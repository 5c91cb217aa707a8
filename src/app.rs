use crate::config::DoorwatchConfig;
use crate::connector::FeedConnector;
use crate::display::{FeedRow, FeedView};
use crate::error::Result;
use crate::events::{EventBus, FeedEvent};
use crate::history::HistoryStore;
use crate::input::KeyboardInputHandler;
use crate::probe::ImageHeightResolver;
use crossterm::cursor::MoveTo;
use crossterm::execute;
use crossterm::terminal::{Clear, ClearType};
use std::io::Write;
use std::sync::Arc;
use tokio::signal;
use tokio::sync::broadcast::error::RecvError;
use tracing::{debug, info, warn};

/// Wires the client components together and runs the event loop.
///
/// Loads persisted history, opens the feed connection, and re-renders the
/// feed view whenever an event arrives. The refresh gesture fans out to
/// both the connector (refresh request) and the store (re-read from disk).
pub struct FeedOrchestrator {
    event_bus: Arc<EventBus>,
    history: Arc<HistoryStore>,
    connector: FeedConnector,
    resolver: ImageHeightResolver,
    view: FeedView,
    keyboard: Option<KeyboardInputHandler>,
}

impl FeedOrchestrator {
    pub fn new(config: DoorwatchConfig, headless: bool) -> Result<Self> {
        let event_bus = Arc::new(EventBus::new(config.system.event_bus_capacity));
        let history = Arc::new(HistoryStore::new(config.history.clone()));

        let connector = FeedConnector::new(
            &config.server,
            &config.display,
            Arc::clone(&history),
            Arc::clone(&event_bus),
        )?;

        let resolver = ImageHeightResolver::new(&config.display);
        let view = FeedView::new(&config.display);

        let keyboard = if headless {
            None
        } else {
            Some(KeyboardInputHandler::new(Arc::clone(&event_bus)))
        };

        Ok(Self {
            event_bus,
            history,
            connector,
            resolver,
            view,
            keyboard,
        })
    }

    /// Run the client until shutdown is requested. Returns the exit code.
    pub async fn run(&self) -> Result<i32> {
        // Subscribe before starting the connector so no lifecycle event
        // is missed.
        let mut events = self.event_bus.subscribe();

        self.history.load().await?;

        // A failed initial connect is not fatal: the persisted history is
        // still shown, the status label reads Error. There is no
        // auto-reconnect.
        if let Err(e) = self.connector.start().await {
            warn!("Feed connection unavailable: {}", e);
        }

        if let Some(keyboard) = &self.keyboard {
            keyboard.start().await?;
        }

        self.redraw().await?;

        let exit_code = loop {
            tokio::select! {
                event = events.recv() => match event {
                    Ok(FeedEvent::ShutdownRequested { reason, .. }) => {
                        info!("Shutting down: {}", reason);
                        break 0;
                    }
                    Ok(FeedEvent::RefreshGesture { .. }) => {
                        self.handle_refresh_gesture().await;
                        self.redraw().await?;
                    }
                    Ok(event) => {
                        debug!("Redrawing after event: {}", event.event_type());
                        self.redraw().await?;
                    }
                    Err(RecvError::Lagged(skipped)) => {
                        warn!("Event loop lagged, {} events dropped", skipped);
                    }
                    Err(RecvError::Closed) => break 0,
                },
                _ = signal::ctrl_c() => {
                    info!("Ctrl-C received, shutting down");
                    break 0;
                }
            }
        };

        self.shutdown().await;
        Ok(exit_code)
    }

    /// Refresh gesture: poke the server and reconcile against storage
    async fn handle_refresh_gesture(&self) {
        if let Err(e) = self.connector.request_refresh().await {
            warn!("Refresh request failed: {}", e);
        }

        match self.history.refresh().await {
            Ok(entries) => {
                if let Err(e) = self
                    .event_bus
                    .publish(FeedEvent::HistoryReloaded { entries })
                    .await
                {
                    debug!("Event not delivered: {}", e);
                }
            }
            Err(e) => warn!("History refresh failed: {}", e),
        }
    }

    /// Render the current state to the terminal
    async fn redraw(&self) -> Result<()> {
        let status = self.connector.status().await;
        let current_image = self.connector.current_image().await;
        let records = self.history.records().await;

        let mut rows = Vec::with_capacity(records.len().min(self.view.max_rows()));
        for record in records.into_iter().take(self.view.max_rows()) {
            let height = self.resolver.resolve(&record.url).await;
            rows.push(FeedRow { record, height });
        }

        let screen = self.view.render(status, current_image.as_deref(), &rows);

        let mut stdout = std::io::stdout();
        if self.keyboard.is_some() {
            execute!(stdout, Clear(ClearType::All), MoveTo(0, 0))?;
        }
        stdout.write_all(screen.as_bytes())?;
        stdout.flush()?;

        Ok(())
    }

    async fn shutdown(&self) {
        self.connector.stop().await;
        if let Some(keyboard) = &self.keyboard {
            if let Err(e) = keyboard.stop().await {
                warn!("Keyboard handler stop failed: {}", e);
            }
        }
        info!("Doorwatch client stopped");
    }
}

#[cfg(test)]
mod tests {
    use super::*;
    use crate::status::ConnectionStatus;
    use tempfile::TempDir;

    fn test_config(dir: &TempDir) -> DoorwatchConfig {
        let mut config = DoorwatchConfig::default();
        config.history.path = dir
            .path()
            .join("history.json")
            .to_string_lossy()
            .into_owned();
        config
    }

    #[tokio::test]
    async fn test_orchestrator_creation() {
        let dir = TempDir::new().unwrap();
        let orchestrator = FeedOrchestrator::new(test_config(&dir), true).unwrap();

        assert!(orchestrator.keyboard.is_none());
        assert_eq!(
            orchestrator.connector.status().await,
            ConnectionStatus::Disconnected
        );
    }

    #[tokio::test]
    async fn test_refresh_gesture_without_connection() {
        let dir = TempDir::new().unwrap();
        let orchestrator = FeedOrchestrator::new(test_config(&dir), true).unwrap();

        orchestrator.handle_refresh_gesture().await;

        // Nothing was sent; the status reflects the unavailable refresh
        assert_eq!(
            orchestrator.connector.status().await,
            ConnectionStatus::RefreshUnavailable
        );
        assert!(orchestrator.history.is_empty().await);
    }
}
use chrono_tz::Tz;
use config::{Config, ConfigError, Environment, File};
use serde::{Deserialize, Serialize};
use std::path::Path;
use tracing::{debug, info};

#[derive(Debug, Deserialize, Serialize, Clone)]
pub struct DoorwatchConfig {
    pub server: ServerConfig,
    pub history: HistoryConfig,
    pub display: DisplayConfig,
    pub system: SystemConfig,
}

#[derive(Debug, Deserialize, Serialize, Clone)]
pub struct ServerConfig {
    /// Hostname or IP address of the detection feed server
    #[serde(default = "default_server_host")]
    pub host: String,

    /// TCP port the feed server listens on
    #[serde(default = "default_server_port")]
    pub port: u16,
}

#[derive(Debug, Deserialize, Serialize, Clone)]
pub struct HistoryConfig {
    /// Path of the persisted history file (JSON array of {url, time})
    #[serde(default = "default_history_path")]
    pub path: String,

    /// Optional cap on persisted history entries; unbounded when absent
    #[serde(default)]
    pub max_entries: Option<usize>,
}

#[derive(Debug, Deserialize, Serialize, Clone)]
pub struct DisplayConfig {
    /// Display width in units used for image height computation
    #[serde(default = "default_display_width")]
    pub width: f32,

    /// Fallback row height when an image cannot be probed
    #[serde(default = "default_row_height")]
    pub default_row_height: f32,

    /// Maximum number of history rows rendered in the feed view
    #[serde(default = "default_max_rows")]
    pub max_rows: usize,

    /// strftime format for detection timestamps
    #[serde(default = "default_time_format")]
    pub time_format: String,

    /// IANA timezone name for detection timestamps
    #[serde(default = "default_timezone")]
    pub timezone: String,
}

#[derive(Debug, Deserialize, Serialize, Clone)]
pub struct SystemConfig {
    /// Event bus capacity
    #[serde(default = "default_event_bus_capacity")]
    pub event_bus_capacity: usize,
}

impl ServerConfig {
    /// Socket address string used to open the feed connection
    pub fn address(&self) -> String {
        format!("{}:{}", self.host, self.port)
    }
}

impl DisplayConfig {
    /// Parse the configured timezone name
    pub fn parsed_timezone(&self) -> Result<Tz, ConfigError> {
        self.timezone.parse::<Tz>().map_err(|_| {
            ConfigError::Message(format!("Unknown timezone: {}", self.timezone))
        })
    }
}

impl DoorwatchConfig {
    /// Load configuration from default sources (file + environment variables)
    pub fn load() -> Result<Self, ConfigError> {
        Self::load_from_file("doorwatch.toml")
    }

    /// Load configuration from a specific file path
    pub fn load_from_file<P: AsRef<Path>>(path: P) -> Result<Self, ConfigError> {
        let path_str = path.as_ref().to_string_lossy();
        debug!("Loading configuration from: {}", path_str);

        let settings = Config::builder()
            // Start with default values
            .set_default("server.host", default_server_host())?
            .set_default("server.port", default_server_port())?
            .set_default("history.path", default_history_path())?
            .set_default("display.width", default_display_width() as f64)?
            .set_default("display.default_row_height", default_row_height() as f64)?
            .set_default("display.max_rows", default_max_rows() as i64)?
            .set_default("display.time_format", default_time_format())?
            .set_default("display.timezone", default_timezone())?
            .set_default(
                "system.event_bus_capacity",
                default_event_bus_capacity() as i64,
            )?
            // Add configuration file (optional)
            .add_source(File::with_name(&path_str).required(false))
            // Add environment variables with DOORWATCH_ prefix
            .add_source(Environment::with_prefix("DOORWATCH").separator("_"))
            .build()?;

        let config: DoorwatchConfig = settings.try_deserialize()?;

        info!("Configuration loaded successfully");
        debug!("Final configuration: {:#?}", config);

        Ok(config)
    }

    /// Validate configuration values
    pub fn validate(&self) -> Result<(), ConfigError> {
        if self.server.host.is_empty() {
            return Err(ConfigError::Message(
                "Server host must not be empty".to_string(),
            ));
        }

        if self.server.port == 0 {
            return Err(ConfigError::Message(
                "Server port must be greater than 0".to_string(),
            ));
        }

        if self.history.path.is_empty() {
            return Err(ConfigError::Message(
                "History path must not be empty".to_string(),
            ));
        }

        if self.history.max_entries == Some(0) {
            return Err(ConfigError::Message(
                "History max_entries must be greater than 0 when set".to_string(),
            ));
        }

        if self.display.width <= 0.0 {
            return Err(ConfigError::Message(
                "Display width must be greater than 0".to_string(),
            ));
        }

        if self.display.default_row_height <= 0.0 {
            return Err(ConfigError::Message(
                "Display default_row_height must be greater than 0".to_string(),
            ));
        }

        if self.display.max_rows == 0 {
            return Err(ConfigError::Message(
                "Display max_rows must be greater than 0".to_string(),
            ));
        }

        if self.display.time_format.is_empty() {
            return Err(ConfigError::Message(
                "Display time_format must not be empty".to_string(),
            ));
        }

        self.display.parsed_timezone()?;

        if self.system.event_bus_capacity == 0 {
            return Err(ConfigError::Message(
                "Event bus capacity must be greater than 0".to_string(),
            ));
        }

        Ok(())
    }
}

impl Default for DoorwatchConfig {
    fn default() -> Self {
        Self {
            server: ServerConfig {
                host: default_server_host(),
                port: default_server_port(),
            },
            history: HistoryConfig {
                path: default_history_path(),
                max_entries: None,
            },
            display: DisplayConfig {
                width: default_display_width(),
                default_row_height: default_row_height(),
                max_rows: default_max_rows(),
                time_format: default_time_format(),
                timezone: default_timezone(),
            },
            system: SystemConfig {
                event_bus_capacity: default_event_bus_capacity(),
            },
        }
    }
}

// Default value functions
fn default_server_host() -> String {
    "127.0.0.1".to_string()
}
fn default_server_port() -> u16 {
    8765
}

fn default_history_path() -> String {
    "./doorwatch_history.json".to_string()
}

fn default_display_width() -> f32 {
    350.0
}
fn default_row_height() -> f32 {
    250.0
}
fn default_max_rows() -> usize {
    20
}
fn default_time_format() -> String {
    "%Y-%m-%d %H:%M:%S".to_string()
}
fn default_timezone() -> String {
    "UTC".to_string()
}

fn default_event_bus_capacity() -> usize {
    100
}

#[cfg(test)]
mod tests {
    use super::*;

    #[test]
    fn test_default_config() {
        let config = DoorwatchConfig::default();
        assert!(config.validate().is_ok());
        assert_eq!(config.server.address(), "127.0.0.1:8765");
        assert_eq!(config.history.max_entries, None);
    }

    #[test]
    fn test_config_validation() {
        let mut config = DoorwatchConfig::default();

        config.server.port = 0;
        assert!(config.validate().is_err());

        config.server.port = 8765;
        assert!(config.validate().is_ok());

        config.history.max_entries = Some(0);
        assert!(config.validate().is_err());

        config.history.max_entries = Some(500);
        assert!(config.validate().is_ok());

        config.display.width = 0.0;
        assert!(config.validate().is_err());
    }

    #[test]
    fn test_timezone_parsing() {
        let mut config = DoorwatchConfig::default();
        assert!(config.display.parsed_timezone().is_ok());

        config.display.timezone = "America/New_York".to_string();
        assert!(config.validate().is_ok());

        config.display.timezone = "Not/A_Zone".to_string();
        assert!(config.validate().is_err());
    }

    #[test]
    fn test_load_missing_file_uses_defaults() {
        let config = DoorwatchConfig::load_from_file("/nonexistent/doorwatch.toml")
            .expect("defaults should apply when the file is absent");
        assert_eq!(config.server.port, default_server_port());
        assert_eq!(config.display.default_row_height, default_row_height());
    }
}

The task ->
Note how many lines in the material contain the string "usize", and give that number alone.

Response area ->
5